Ø  Jawablah dengan tepat dan lengkap
Artinya kita diharapkan untuk menunjukkan apa yang kita kuasai mengenaipersoalan  yang kita tanyakan sesuai dengan apa yang ditanyakan dalam soal, luasnya jawaban itu perlu disesuaikan dengan banyaknya pertanyaan dan lamanya waktu yang disediakan.
Ø  Mulailah lebih dulu menjawab pertanyaan yang paling mudah
Jika kita mendahulukan soal yang sukar, energi kita akan banyak dipergunakan untuk mengerjakan tugas ini, dan mungkin pada pertanyaan yang mudah kita tidak lagi dapat memberi jawaban yang maksimal.
Ø  Menulis dengan tulisan yang jelas
Perhatikan apakah tulisan kita sudah jelas, karena tulisan yang jelas akan memudahkan guru dalam memeriksa pekerjaan kita.
Ø  Tulislah pertanyaan sebelum menjawab
Sebaiknya setiap jawaban yang kita tulis diawali dengan pertanyaannya masing-masing, kecuali jika guru yang bersangkutan tidak mengintruksikan.
Ø  Memeriksa kembali pekerjaan sebelum diserahkan
Dengan memeriksa kembali pekerjaan sebelum diserahkan, dengan demikian kita masih mempunyai kesempatan untuk melengkapi kekurangan-kekurangan atau kesalahan-kesalahan dalam pengerjaan.
b.  Mengerjakan Tes Obyektif
Bebrapa siswa mempunyai sikap yang salah terhadap tes obyektif, mereka beranggapan bahwa mengerjakan tes obyektif itu sifatnya untung-untungan.

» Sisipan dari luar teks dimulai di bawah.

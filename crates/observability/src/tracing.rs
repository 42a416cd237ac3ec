//! Tracing/logging initialization.
//!
//! Structured JSON logs, level-filtered via `RUST_LOG`. Report generation
//! emits its progress and per-item diagnostics through `tracing`, so this is
//! the only process-level setup needed.

use tracing_subscriber::EnvFilter;

/// Initialize tracing/logging for the process.
///
/// Safe to call multiple times (subsequent calls are no-ops).
pub fn init() {
    let filter = EnvFilter::try_from_default_env().unwrap_or_else(|_| EnvFilter::new("info"));

    let _ = tracing_subscriber::fmt()
        .with_env_filter(filter)
        .json()
        .with_timer(tracing_subscriber::fmt::time::SystemTime)
        .with_target(false)
        .try_init();
}
//! `stacksense-reports` — report orchestration.
//!
//! Fetches one snapshot per report from the [`EntityStore`] (the single
//! fatal failure point), fans out to the analytic components, and assembles
//! their outputs into the report structures the presentation layer consumes.
//! A malformed catalog entry never aborts a batch: the item is skipped and
//! reported as a diagnostic.

use chrono::{DateTime, Duration, Utc};
use serde::{Deserialize, Serialize};
use tracing::{debug, info, warn};

use stacksense_analytics::demand::{self, DemandPoint, DEFAULT_HORIZON_DAYS};
use stacksense_analytics::inventory::{
    self, AcquisitionRecommendation, DemandOutlook, InventoryHealth, MaintenanceNeed,
};
use stacksense_analytics::metrics::{self, LibraryStats};
use stacksense_analytics::recommend;
use stacksense_analytics::returns::{self, ReturnPrediction};
use stacksense_analytics::segments::{
    self, ReadingPatterns, RetentionRisk, UserRecommendations, UserSegmentEntry,
};
use stacksense_analytics::trends::{self, BookTrend, GenreTrend};
use stacksense_core::{
    AnalyticsError, AnalyticsResult, Book, BookId, Clock, LibrarySnapshot, Loan, SnapshotBuilder,
    UserId,
};
use stacksense_store::EntityStore;

/// A per-item computation problem that was isolated instead of aborting the
/// batch.
#[derive(Debug, Clone, PartialEq, Eq, Serialize, Deserialize)]
pub struct ReportDiagnostic {
    pub book_id: BookId,
    pub detail: String,
}

/// Output of [`ReportService::inventory_analysis`].
#[derive(Debug, Clone, PartialEq, Serialize, Deserialize)]
pub struct InventoryAnalysis {
    pub inventory_health: Vec<InventoryHealth>,
    pub demand_predictions: Vec<DemandOutlook>,
    pub acquisition_recommendations: Vec<AcquisitionRecommendation>,
    pub maintenance_needs: Vec<MaintenanceNeed>,
    pub diagnostics: Vec<ReportDiagnostic>,
}

/// Output of [`ReportService::predictions`].
#[derive(Debug, Clone, PartialEq, Serialize, Deserialize)]
pub struct Predictions {
    pub demand_forecast: Vec<DemandPoint>,
    pub popularity_trends: Vec<BookTrend>,
    pub return_predictions: Vec<ReturnPrediction>,
    pub genre_trends: Vec<GenreTrend>,
}

/// Output of [`ReportService::user_behavior`].
#[derive(Debug, Clone, PartialEq, Serialize, Deserialize)]
pub struct UserBehaviorAnalysis {
    pub user_segments: Vec<UserSegmentEntry>,
    pub reading_patterns: ReadingPatterns,
    pub user_recommendations: Vec<UserRecommendations>,
    pub retention_risk: Vec<RetentionRisk>,
}

/// Report orchestrator over an entity store and a clock.
///
/// Every operation fetches a fresh snapshot; nothing is cached between
/// calls, so components always agree on one point-in-time view.
pub struct ReportService<S, C> {
    store: S,
    clock: C,
}

impl<S: EntityStore, C: Clock> ReportService<S, C> {
    pub fn new(store: S, clock: C) -> Self {
        Self { store, clock }
    }

    fn snapshot(&self) -> AnalyticsResult<LibrarySnapshot> {
        self.store
            .fetch_snapshot()
            .map_err(|e| AnalyticsError::store_unavailable(e.to_string()))
    }

    /// Aggregate catalog statistics.
    pub fn library_stats(&self) -> AnalyticsResult<LibraryStats> {
        let snapshot = self.snapshot()?;
        let now = self.clock.now();
        debug!(books = snapshot.book_count(), loans = snapshot.loans().len(), "computing library stats");
        Ok(metrics::library_stats(&snapshot, now))
    }

    /// Inventory health, demand outlook, acquisition and maintenance advice.
    ///
    /// Malformed catalog entries are skipped and surfaced as diagnostics
    /// rather than aborting the whole analysis.
    pub fn inventory_analysis(&self) -> AnalyticsResult<InventoryAnalysis> {
        let snapshot = self.snapshot()?;
        let now = self.clock.now();
        let (snapshot, diagnostics) = sanitize(snapshot);
        if !diagnostics.is_empty() {
            info!(skipped = diagnostics.len(), "inventory analysis skipped malformed entries");
        }

        Ok(InventoryAnalysis {
            inventory_health: inventory::inventory_health(&snapshot, now),
            demand_predictions: inventory::demand_outlooks(&snapshot, now),
            acquisition_recommendations: inventory::acquisition_recommendations(&snapshot, now),
            maintenance_needs: inventory::maintenance_needs(&snapshot),
            diagnostics,
        })
    }

    /// Demand forecast, popularity/genre trends and return predictions.
    pub fn predictions(&self) -> AnalyticsResult<Predictions> {
        let snapshot = self.snapshot()?;
        let now = self.clock.now();
        Ok(Predictions {
            demand_forecast: demand::forecast(snapshot.loans(), now, DEFAULT_HORIZON_DAYS),
            popularity_trends: trends::popularity_trends(&snapshot, now),
            return_predictions: returns::return_predictions(&snapshot, now),
            genre_trends: trends::genre_trends(&snapshot, now),
        })
    }

    /// Personalized recommendations for one user; `NotFound` for unknown ids.
    pub fn personalized_recommendations(&self, user_id: UserId) -> AnalyticsResult<Vec<Book>> {
        let snapshot = self.snapshot()?;
        recommend::personalized(&snapshot, user_id)
    }

    /// Books similar to the given one; `NotFound` for unknown ids.
    pub fn similar_books(&self, book_id: BookId) -> AnalyticsResult<Vec<Book>> {
        let snapshot = self.snapshot()?;
        recommend::similar(&snapshot, book_id)
    }

    /// User segmentation, reading patterns, quick picks and retention risk.
    pub fn user_behavior(&self) -> AnalyticsResult<UserBehaviorAnalysis> {
        let snapshot = self.snapshot()?;
        let now = self.clock.now();
        Ok(UserBehaviorAnalysis {
            user_segments: segments::user_segments(&snapshot, now),
            reading_patterns: segments::reading_patterns(&snapshot),
            user_recommendations: segments::quick_recommendations(&snapshot),
            retention_risk: segments::retention_risk(&snapshot, now),
        })
    }

    /// Unreturned loans past their due date, soonest-due first.
    ///
    /// Feed for the external overdue-notification scheduler.
    pub fn overdue_loans(&self) -> AnalyticsResult<Vec<Loan>> {
        let snapshot = self.snapshot()?;
        let now = self.clock.now();
        let mut loans: Vec<Loan> = snapshot
            .loans()
            .iter()
            .filter(|l| l.is_overdue(now))
            .cloned()
            .collect();
        loans.sort_by(|a, b| a.due_at.cmp(&b.due_at).then_with(|| a.id.cmp(&b.id)));
        Ok(loans)
    }

    /// Unreturned loans due between tomorrow and the day after, soonest first.
    ///
    /// Feed for the external due-date-reminder scheduler.
    pub fn due_soon_loans(&self) -> AnalyticsResult<Vec<Loan>> {
        let snapshot = self.snapshot()?;
        let now = self.clock.now();
        let from = now + Duration::days(1);
        let to = now + Duration::days(2);
        let mut loans: Vec<Loan> = snapshot
            .loans()
            .iter()
            .filter(|l| l.is_active() && l.due_at > from && l.due_at < to)
            .cloned()
            .collect();
        loans.sort_by(|a, b| a.due_at.cmp(&b.due_at).then_with(|| a.id.cmp(&b.id)));
        Ok(loans)
    }

    /// The instant reports generated by this service are relative to.
    pub fn now(&self) -> DateTime<Utc> {
        self.clock.now()
    }
}

/// Split malformed catalog entries out of the snapshot.
///
/// `Book::new` validates copy counts, but snapshots can be assembled from
/// raw store rows; an entry with more available than total copies would
/// poison every ratio downstream.
fn sanitize(snapshot: LibrarySnapshot) -> (LibrarySnapshot, Vec<ReportDiagnostic>) {
    let mut diagnostics = Vec::new();
    for book in snapshot.books() {
        if book.available_copies > book.total_copies {
            warn!(book_id = %book.id, title = %book.title, "skipping malformed catalog entry");
            diagnostics.push(ReportDiagnostic {
                book_id: book.id,
                detail: format!(
                    "available_copies ({}) exceeds total_copies ({})",
                    book.available_copies, book.total_copies
                ),
            });
        }
    }

    if diagnostics.is_empty() {
        return (snapshot, diagnostics);
    }

    let skipped: Vec<BookId> = diagnostics.iter().map(|d| d.book_id).collect();
    let mut builder = SnapshotBuilder::new();
    for book in snapshot.books() {
        if !skipped.contains(&book.id) {
            builder = builder.book(book.clone());
        }
    }
    for author in snapshot.authors() {
        builder = builder.author(author.clone());
    }
    for user in snapshot.users() {
        builder = builder.user(user.clone());
    }
    for loan in snapshot.loans() {
        builder = builder.loan(loan.clone());
    }
    for review in snapshot.reviews() {
        builder = builder.review(review.clone());
    }
    (builder.build(), diagnostics)
}
//! `stacksense-core` — catalog domain foundation.
//!
//! Pure data: strongly-typed ids, the five catalog entities, the immutable
//! snapshot the analytic components read from, and the clock abstraction.
//! No storage or transport concerns live here.

pub mod clock;
pub mod error;
pub mod id;
pub mod model;
pub mod snapshot;

pub use clock::{Clock, FixedClock, SystemClock};
pub use error::{AnalyticsError, AnalyticsResult};
pub use id::{AuthorId, BookId, LoanId, ReviewId, UserId};
pub use model::{Author, Book, Loan, LoanStatus, Review, User};
pub use snapshot::{LibrarySnapshot, SnapshotBuilder};
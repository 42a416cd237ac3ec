//! Catalog entities.
//!
//! Plain read-only facts: the derivation layer never creates, mutates or
//! deletes them. References between entities are id-keyed (looked up in the
//! snapshot arenas), never embedded back-references.

use std::collections::BTreeSet;

use chrono::{DateTime, Utc};
use serde::{Deserialize, Serialize};

use crate::error::{AnalyticsError, AnalyticsResult};
use crate::id::{AuthorId, BookId, LoanId, ReviewId, UserId};

/// A catalog entry with one or more physical copies.
#[derive(Debug, Clone, PartialEq, Eq, Serialize, Deserialize)]
pub struct Book {
    pub id: BookId,
    pub title: String,
    pub genre: String,
    pub total_copies: u32,
    pub available_copies: u32,
    pub authors: BTreeSet<AuthorId>,
}

impl Book {
    /// Validate copy-count consistency: 0 <= available <= total.
    pub fn new(
        id: BookId,
        title: impl Into<String>,
        genre: impl Into<String>,
        total_copies: u32,
        available_copies: u32,
        authors: BTreeSet<AuthorId>,
    ) -> AnalyticsResult<Self> {
        if available_copies > total_copies {
            return Err(AnalyticsError::validation(format!(
                "available_copies ({available_copies}) exceeds total_copies ({total_copies})"
            )));
        }
        Ok(Self {
            id,
            title: title.into(),
            genre: genre.into(),
            total_copies,
            available_copies,
            authors,
        })
    }

    /// True when the two books share at least one author.
    pub fn shares_author(&self, other: &Book) -> bool {
        self.authors.iter().any(|a| other.authors.contains(a))
    }
}

#[derive(Debug, Clone, PartialEq, Eq, Serialize, Deserialize)]
pub struct Author {
    pub id: AuthorId,
    pub name: String,
}

/// A library member.
#[derive(Debug, Clone, PartialEq, Eq, Serialize, Deserialize)]
pub struct User {
    pub id: UserId,
    pub username: String,
    pub email: String,
}

/// Lifecycle of a loan, derived from `returned_at` and the due date.
#[derive(Debug, Copy, Clone, PartialEq, Eq, Serialize, Deserialize)]
#[serde(rename_all = "snake_case")]
pub enum LoanStatus {
    Borrowed,
    Returned,
    Overdue,
}

/// One copy of a book borrowed by a user until returned.
///
/// Append-only history: once `returned_at` is set it is never cleared.
#[derive(Debug, Clone, PartialEq, Eq, Serialize, Deserialize)]
pub struct Loan {
    pub id: LoanId,
    pub book_id: BookId,
    pub user_id: UserId,
    pub borrowed_at: DateTime<Utc>,
    pub due_at: DateTime<Utc>,
    pub returned_at: Option<DateTime<Utc>>,
}

impl Loan {
    pub fn is_returned(&self) -> bool {
        self.returned_at.is_some()
    }

    /// Unreturned, regardless of due date.
    pub fn is_active(&self) -> bool {
        self.returned_at.is_none()
    }

    /// Unreturned and past due as of `now`.
    pub fn is_overdue(&self, now: DateTime<Utc>) -> bool {
        self.returned_at.is_none() && self.due_at < now
    }

    /// Returned at or before the due date.
    pub fn returned_on_time(&self) -> bool {
        matches!(self.returned_at, Some(returned) if returned <= self.due_at)
    }

    /// Returned after the due date.
    pub fn returned_late(&self) -> bool {
        matches!(self.returned_at, Some(returned) if returned > self.due_at)
    }

    /// Status consistent with `returned_at` and the due date as of `now`.
    pub fn status(&self, now: DateTime<Utc>) -> LoanStatus {
        if self.is_returned() {
            LoanStatus::Returned
        } else if self.due_at < now {
            LoanStatus::Overdue
        } else {
            LoanStatus::Borrowed
        }
    }
}

/// A member's rating of a book.
///
/// Only approved reviews contribute to rating aggregates exposed outside the
/// owning user.
#[derive(Debug, Clone, PartialEq, Eq, Serialize, Deserialize)]
pub struct Review {
    pub id: ReviewId,
    pub book_id: BookId,
    pub user_id: UserId,
    pub rating: u8,
    pub created_at: DateTime<Utc>,
    pub approved: bool,
}

impl Review {
    /// Validate the rating range [1, 5].
    pub fn new(
        id: ReviewId,
        book_id: BookId,
        user_id: UserId,
        rating: u8,
        created_at: DateTime<Utc>,
        approved: bool,
    ) -> AnalyticsResult<Self> {
        if !(1..=5).contains(&rating) {
            return Err(AnalyticsError::validation(format!(
                "rating must be in [1, 5], got {rating}"
            )));
        }
        Ok(Self {
            id,
            book_id,
            user_id,
            rating,
            created_at,
            approved,
        })
    }
}

#[cfg(test)]
mod tests {
    use super::*;
    use chrono::TimeZone;
    use proptest::prelude::*;

    fn ts(day: u32, hour: u32) -> DateTime<Utc> {
        Utc.with_ymd_and_hms(2026, 3, day, hour, 0, 0).unwrap()
    }

    #[test]
    fn book_rejects_more_available_than_total() {
        let err = Book::new(
            BookId::new(),
            "Dune",
            "Science Fiction",
            2,
            3,
            BTreeSet::new(),
        )
        .unwrap_err();
        assert!(matches!(err, AnalyticsError::Validation(_)));
    }

    #[test]
    fn review_rejects_out_of_range_rating() {
        for rating in [0u8, 6] {
            let err = Review::new(
                ReviewId::new(),
                BookId::new(),
                UserId::new(),
                rating,
                ts(1, 9),
                true,
            )
            .unwrap_err();
            assert!(matches!(err, AnalyticsError::Validation(_)));
        }
    }

    #[test]
    fn loan_status_tracks_return_and_due_date() {
        let mut loan = Loan {
            id: LoanId::new(),
            book_id: BookId::new(),
            user_id: UserId::new(),
            borrowed_at: ts(1, 10),
            due_at: ts(10, 10),
            returned_at: None,
        };

        assert_eq!(loan.status(ts(5, 0)), LoanStatus::Borrowed);
        assert_eq!(loan.status(ts(11, 0)), LoanStatus::Overdue);
        assert!(loan.is_overdue(ts(11, 0)));

        loan.returned_at = Some(ts(9, 12));
        assert_eq!(loan.status(ts(11, 0)), LoanStatus::Returned);
        assert!(loan.returned_on_time());
        assert!(!loan.returned_late());

        loan.returned_at = Some(ts(12, 0));
        assert!(loan.returned_late());
    }

    proptest! {
        /// `status` agrees with the predicate helpers for every combination
        /// of due date, return date and observation instant.
        #[test]
        fn loan_status_agrees_with_predicates(
            due_day in 2u32..28,
            now_day in 1u32..28,
            returned_day in proptest::option::of(2u32..28),
        ) {
            let loan = Loan {
                id: LoanId::new(),
                book_id: BookId::new(),
                user_id: UserId::new(),
                borrowed_at: ts(1, 9),
                due_at: ts(due_day, 9),
                returned_at: returned_day.map(|d| ts(d, 9)),
            };
            let now = ts(now_day, 9);

            match loan.status(now) {
                LoanStatus::Returned => prop_assert!(loan.is_returned()),
                LoanStatus::Overdue => {
                    prop_assert!(loan.is_active());
                    prop_assert!(loan.is_overdue(now));
                }
                LoanStatus::Borrowed => {
                    prop_assert!(loan.is_active());
                    prop_assert!(!loan.is_overdue(now));
                }
            }
            if loan.is_returned() {
                prop_assert!(loan.returned_on_time() != loan.returned_late());
            }
        }
    }
}
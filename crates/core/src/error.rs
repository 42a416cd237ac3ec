//! Error model for the derivation layer.

use thiserror::Error;

/// Result type used across the analytics layer.
pub type AnalyticsResult<T> = Result<T, AnalyticsError>;

/// Analytics-level error.
///
/// Deterministic failures only: an unknown referenced id, a snapshot that
/// could not be fetched, or a value that failed validation. Ratio edge cases
/// (zero copies, empty history) are defined to safe defaults in the
/// components and never surface here.
#[derive(Debug, Error, Clone, PartialEq, Eq)]
pub enum AnalyticsError {
    /// A referenced entity (book, user) does not exist in the snapshot.
    #[error("not found")]
    NotFound,

    /// The entity store could not supply a snapshot. Fatal for the whole
    /// report; no partial snapshot is ever used.
    #[error("entity store unavailable: {0}")]
    StoreUnavailable(String),

    /// A value failed validation (e.g. rating out of range).
    #[error("validation failed: {0}")]
    Validation(String),
}

impl AnalyticsError {
    pub fn validation(msg: impl Into<String>) -> Self {
        Self::Validation(msg.into())
    }

    pub fn store_unavailable(msg: impl Into<String>) -> Self {
        Self::StoreUnavailable(msg.into())
    }

    pub fn not_found() -> Self {
        Self::NotFound
    }
}
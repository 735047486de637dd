//! In-process world: one OS thread per rank, channels between them.

use std::cell::RefCell;
use std::collections::VecDeque;
use std::sync::Arc;
use std::sync::atomic::{AtomicBool, Ordering};
use std::sync::mpsc::{self, Receiver, RecvTimeoutError, Sender};
use std::thread;
use std::time::Duration;

use tracing::{debug, warn};

use crate::communicator::{Communicator, Tag};
use crate::error::{CommError, CommResult};

/// How long a blocked receive waits before re-checking the abort flag.
const POLL_INTERVAL: Duration = Duration::from_millis(20);

#[derive(Debug)]
struct Envelope {
    tag: Tag,
    payload: Vec<u8>,
}

/// Runs a closure on `size` ranks inside the current process.
///
/// # Example
///
/// ```
/// use cf_comm::{Communicator, LocalWorld, ReduceOp};
///
/// let sums = LocalWorld::run(4, |comm| {
///     comm.all_reduce_u64(comm.rank() as u64, ReduceOp::Sum)
/// })
/// .unwrap();
///
/// assert!(sums.iter().all(|s| *s == Ok(6)));
/// ```
#[derive(Debug, Clone, Copy)]
pub struct LocalWorld;

impl LocalWorld {
    /// Spawn `size` scoped threads, hand each its [`LocalComm`], and return
    /// the closure results in rank order once all of them finish.
    ///
    /// A rank that panics raises the abort flag and drops its channels, so
    /// peers waiting on it fail instead of hanging.
    ///
    /// # Errors
    ///
    /// Returns [`CommError::EmptyWorld`] for `size == 0` and
    /// [`CommError::WorkerPanicked`] naming the first rank that panicked.
    pub fn run<R, F>(size: usize, f: F) -> CommResult<Vec<R>>
    where
        R: Send,
        F: Fn(LocalComm) -> R + Sync,
    {
        if size == 0 {
            return Err(CommError::EmptyWorld);
        }
        debug!(ranks = size, "Starting local world");

        let aborted = Arc::new(AtomicBool::new(false));
        let comms = connect(size, &aborted);

        let outcomes: Vec<thread::Result<R>> = thread::scope(|scope| {
            let handles: Vec<_> = comms
                .into_iter()
                .map(|comm| {
                    let f = &f;
                    scope.spawn(move || {
                        let _guard = AbortOnPanic(Arc::clone(&comm.aborted));
                        f(comm)
                    })
                })
                .collect();
            handles.into_iter().map(thread::ScopedJoinHandle::join).collect()
        });

        outcomes
            .into_iter()
            .enumerate()
            .map(|(rank, outcome)| outcome.map_err(|_| CommError::WorkerPanicked { rank }))
            .collect()
    }
}

/// Build one communicator per rank, with a channel for every ordered pair.
fn connect(size: usize, aborted: &Arc<AtomicBool>) -> Vec<LocalComm> {
    let mut outboxes: Vec<Vec<Sender<Envelope>>> = (0..size).map(|_| Vec::with_capacity(size)).collect();
    let mut inboxes: Vec<Vec<Receiver<Envelope>>> = (0..size).map(|_| Vec::with_capacity(size)).collect();
    for source in 0..size {
        for dest in 0..size {
            let (tx, rx) = mpsc::channel();
            outboxes[source].push(tx);
            inboxes[dest].push(rx);
        }
    }
    outboxes
        .into_iter()
        .zip(inboxes)
        .enumerate()
        .map(|(rank, (outboxes, inboxes))| LocalComm {
            rank,
            size,
            outboxes,
            inboxes,
            pending: RefCell::new((0..size).map(|_| VecDeque::new()).collect()),
            aborted: Arc::clone(aborted),
        })
        .collect()
}

struct AbortOnPanic(Arc<AtomicBool>);

impl Drop for AbortOnPanic {
    fn drop(&mut self) {
        if thread::panicking() {
            self.0.store(true, Ordering::SeqCst);
        }
    }
}

/// One rank's endpoint in a [`LocalWorld`].
///
/// Owned by its rank's thread; not shared.
#[derive(Debug)]
pub struct LocalComm {
    rank: usize,
    size: usize,
    /// Indexed by destination rank.
    outboxes: Vec<Sender<Envelope>>,
    /// Indexed by source rank.
    inboxes: Vec<Receiver<Envelope>>,
    /// Messages already received whose tag nobody asked for yet.
    pending: RefCell<Vec<VecDeque<Envelope>>>,
    aborted: Arc<AtomicBool>,
}

impl LocalComm {
    /// A single-rank communicator; every collective is the identity.
    ///
    /// # Example
    ///
    /// ```
    /// use cf_comm::{Communicator, LocalComm, all_gather};
    ///
    /// let comm = LocalComm::solo();
    /// assert_eq!(comm.size(), 1);
    /// assert_eq!(all_gather(&comm, &[1_u32, 2]).unwrap(), vec![1, 2]);
    /// ```
    #[must_use]
    pub fn solo() -> Self {
        let aborted = Arc::new(AtomicBool::new(false));
        let mut comms = connect(1, &aborted);
        comms.remove(0)
    }

    /// True once any rank of this world has aborted.
    #[must_use]
    pub fn is_aborted(&self) -> bool {
        self.aborted.load(Ordering::SeqCst)
    }

    fn take_pending(&self, source: usize, tag: Tag) -> Option<Vec<u8>> {
        let mut pending = self.pending.borrow_mut();
        let queue = &mut pending[source];
        let position = queue.iter().position(|e| e.tag == tag)?;
        queue.remove(position).map(|e| e.payload)
    }
}

impl Communicator for LocalComm {
    fn rank(&self) -> usize {
        self.rank
    }

    fn size(&self) -> usize {
        self.size
    }

    fn send(&self, dest: usize, tag: Tag, bytes: Vec<u8>) -> CommResult<()> {
        CommError::check_rank(dest, self.size)?;
        if self.is_aborted() {
            return Err(CommError::Aborted);
        }
        self.outboxes[dest]
            .send(Envelope { tag, payload: bytes })
            .map_err(|_| CommError::Disconnected { peer: dest })
    }

    fn recv(&self, source: usize, tag: Tag) -> CommResult<Vec<u8>> {
        CommError::check_rank(source, self.size)?;
        if let Some(payload) = self.take_pending(source, tag) {
            return Ok(payload);
        }
        loop {
            if self.is_aborted() {
                return Err(CommError::Aborted);
            }
            match self.inboxes[source].recv_timeout(POLL_INTERVAL) {
                Ok(envelope) if envelope.tag == tag => return Ok(envelope.payload),
                Ok(envelope) => self.pending.borrow_mut()[source].push_back(envelope),
                Err(RecvTimeoutError::Timeout) => {}
                Err(RecvTimeoutError::Disconnected) => {
                    return Err(CommError::Disconnected { peer: source });
                }
            }
        }
    }

    fn abort(&self) {
        if !self.aborted.swap(true, Ordering::SeqCst) {
            warn!(rank = self.rank, "Rank aborted the world");
        }
    }
}
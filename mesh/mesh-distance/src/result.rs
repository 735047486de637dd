//! Result types for distance search.

use mesh_types::Point3;

use crate::diagnostics::SearchDiagnostics;
use crate::wire::FacetOwner;

/// Result of a distributed distance search on one rank.
///
/// All per-point arrays are indexed like the query points. A point that no
/// facet reached keeps the far-away sentinel as its projected point and
/// `None` as its metadata.
///
/// # Example
///
/// ```
/// use mesh_distance::{FacetOwner, SearchResult};
///
/// let result: SearchResult<FacetOwner> = SearchResult::default();
/// assert_eq!(result.unresolved_count(), 0);
/// assert!(!result.empty_input);
/// ```
#[derive(Debug, Clone)]
#[cfg_attr(feature = "serde", derive(serde::Serialize, serde::Deserialize))]
pub struct SearchResult<M> {
    /// Distance from each query point to its nearest facet.
    pub distances: Vec<f64>,
    /// Nearest point on the surface for each query point.
    pub projected_points: Vec<Point3<f64>>,
    /// Metadata of the nearest facet, `None` if unresolved.
    pub metadata: Vec<Option<M>>,
    /// Accumulated search seconds per query point.
    pub search_cost: Vec<f64>,
    /// True when no rank supplied any facet; every point is unresolved.
    pub empty_input: bool,
    /// Aggregated timing and memory figures.
    pub diagnostics: SearchDiagnostics,
}

impl<M> Default for SearchResult<M> {
    fn default() -> Self {
        Self {
            distances: Vec::new(),
            projected_points: Vec::new(),
            metadata: Vec::new(),
            search_cost: Vec::new(),
            empty_input: false,
            diagnostics: SearchDiagnostics::default(),
        }
    }
}

impl<M> SearchResult<M> {
    /// Number of query points.
    #[must_use]
    pub fn len(&self) -> usize {
        self.distances.len()
    }

    /// True when there were no query points.
    #[must_use]
    pub fn is_empty(&self) -> bool {
        self.distances.is_empty()
    }

    /// Whether point `index` found a facet.
    #[must_use]
    pub fn is_resolved(&self, index: usize) -> bool {
        self.metadata.get(index).is_some_and(Option::is_some)
    }

    /// Number of points that found no facet.
    #[must_use]
    pub fn unresolved_count(&self) -> usize {
        self.metadata.iter().filter(|m| m.is_none()).count()
    }

    /// Smallest distance, `None` without resolved points.
    #[must_use]
    pub fn min_distance(&self) -> Option<f64> {
        self.resolved_distances().reduce(f64::min)
    }

    /// Largest distance among resolved points.
    #[must_use]
    pub fn max_distance(&self) -> Option<f64> {
        self.resolved_distances().reduce(f64::max)
    }

    fn resolved_distances(&self) -> impl Iterator<Item = f64> + '_ {
        self.distances
            .iter()
            .zip(&self.metadata)
            .filter(|(_, m)| m.is_some())
            .map(|(d, _)| *d)
    }
}

impl SearchResult<FacetOwner> {
    /// Boundary tag of each point's nearest facet.
    #[must_use]
    pub fn nearest_tags(&self) -> Vec<Option<i32>> {
        self.metadata.iter().map(|m| m.map(|o| o.tag)).collect()
    }

    /// Global id of each point's nearest facet.
    #[must_use]
    pub fn nearest_facets(&self) -> Vec<Option<i64>> {
        self.metadata.iter().map(|m| m.map(|o| o.global_id)).collect()
    }
}

impl<M> std::fmt::Display for SearchResult<M> {
    fn fmt(&self, f: &mut std::fmt::Formatter<'_>) -> std::fmt::Result {
        writeln!(f, "Wall Distance Search:")?;
        writeln!(f, "  Query points: {}", self.len())?;
        writeln!(f, "  Unresolved: {}", self.unresolved_count())?;
        if let (Some(min), Some(max)) = (self.min_distance(), self.max_distance()) {
            writeln!(f, "  Distance range: {min:.6} .. {max:.6}")?;
        }
        if self.empty_input {
            writeln!(f, "  (no surface facets found on any rank)")?;
        }
        Ok(())
    }
}

/// Result of a planar segment search on one rank.
#[derive(Debug, Clone, Default)]
#[cfg_attr(feature = "serde", derive(serde::Serialize, serde::Deserialize))]
pub struct PlanarResult {
    /// Distance from each query point to its nearest segment.
    pub distances: Vec<f64>,
    /// Nearest point on the segments for each query point.
    pub projected_points: Vec<Point3<f64>>,
    /// True when no rank supplied any segment.
    pub empty_input: bool,
}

Memang faktor kebetulan itu mungkin terjadi dalam mengerjakan tes obyektif, misalnya untuk test betul salah faktor kebetulan 50 % karena hanya dua alternative jawaban, sedangkan untuk tes pilihan ganda mempunyai 4 pilihan jawaban, factor kebetulannya itu 25 %. Tetapi menurut para ahli, tetap saja persiapan dalam menghadapi tes yang sangat berperan, karena soal-soal obyektif disusun dengan baik akan dapat membedakan siap siswa yang siap dan yang tidak. Dalam mengerjakan tes obyektif, selain memperhatikan petunjuk umum perlu diperatikan juga petunjuk sebagai berikut :
Ø  Tanyakan kepada guru rumus penilainya
Jika cara penilaiannya untuk setiap jawaban betul diberikan satu dan untuk jawaban salah diberikan angka nol, maka angka keseluruhan yang akan diperoleh adalah jawaban dari angka yang betul, maka jawaban yang akan diberikan atas dasar kirakira tidak akan merugikan kita. Dan sebaliknya jika jawaban yang betul dikurangi jumlah jawaban yang salah, maka jangan memberikan jawaban atas dasar kira-kira.
Ø  Sebelum menjawab, bacalah dengan baik dan analisislah
Hal ini sama pentingnya dengan menganalisis pertanyaan tes uraian. Masalah apa
yang terkandung dalam pertanyaan itu? Apa yang ditanyakan? Apakah kata penting yang menjadi pendukung atau kunci persoalan? Setelah hal ini diperkirakan dengan teliti, simpulkan pilihan kita. Saran yang baik untuk mengerjakan tes obyektif ialah kerjakan terlebih dahulu soal yang mudah. Bacalah semua alternatif, kesampingkan beberapa alternatif dan bandingkan satu dengan lainnya, bayangkan pola jawaban yang benar dari guru, dan periksalah kembali setiap jawaban.
Ø  Catatan kesan pertama jawaban
Dari contoh analisis di atas, kesan pertama jawaban itu ialah analisis item, setelah itu teruskan dengan menganalisis kemungkinan jawaban-jawaban untuk meneliti apakah kesan pertama itu tepat, jika demikian tetapkan kesan pertama sebagai jawaban.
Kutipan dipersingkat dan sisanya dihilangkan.